■ ASSIGNMENT ■
Look below for the line containing "- Prometheus metrics"; from there through the line containing "and, optionally, Prometheus).", both lines included, please set down each line exactly and nothing else.

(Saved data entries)
▬▬▬

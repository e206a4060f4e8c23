//! Telemetry setup for iterdns.
//!
//! Supports:
//! - Tracing with configurable log levels
//! - Prometheus metrics endpoint (with `prometheus` feature)

#[cfg(feature = "prometheus")]
use std::net::SocketAddr;
#[cfg(feature = "prometheus")]
use tracing::info;
use tracing_subscriber::layer::SubscriberExt;
use tracing_subscriber::util::SubscriberInitExt;
use tracing_subscriber::EnvFilter;

use crate::config::TelemetryConfig;

/// Initialize telemetry (tracing and, optionally, Prometheus).
pub fn init(config: &TelemetryConfig) -> Result<(), Box<dyn std::error::Error + Send + Sync>> {
    let env_filter =
        EnvFilter::try_from_default_env().unwrap_or_else(|_| EnvFilter::new(&config.log_level));

    tracing_subscriber::registry()
        .with(env_filter)
        .with(tracing_subscriber::fmt::layer())
        .init();

    #[cfg(feature = "prometheus")]
    if let Some(addr) = config.prometheus_addr {
        start_prometheus_exporter(addr)?;
    }

    Ok(())
}

/// Start Prometheus metrics HTTP exporter.
#[cfg(feature = "prometheus")]
fn start_prometheus_exporter(
    addr: SocketAddr,
) -> Result<(), Box<dyn std::error::Error + Send + Sync>> {
    use metrics_exporter_prometheus::PrometheusBuilder;

    PrometheusBuilder::new()
        .with_http_listener(addr)
        .install()?;

    info!(%addr, "Prometheus metrics exporter started");

    Ok(())
}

▬▬▬

■ RESPONSE TO THE EXERCISE ■
//! - Prometheus metrics endpoint (with `prometheus` feature)

#[cfg(feature = "prometheus")]
use std::net::SocketAddr;
#[cfg(feature = "prometheus")]
use tracing::info;
use tracing_subscriber::layer::SubscriberExt;
use tracing_subscriber::util::SubscriberInitExt;
use tracing_subscriber::EnvFilter;

use crate::config::TelemetryConfig;

/// Initialize telemetry (tracing and, optionally, Prometheus).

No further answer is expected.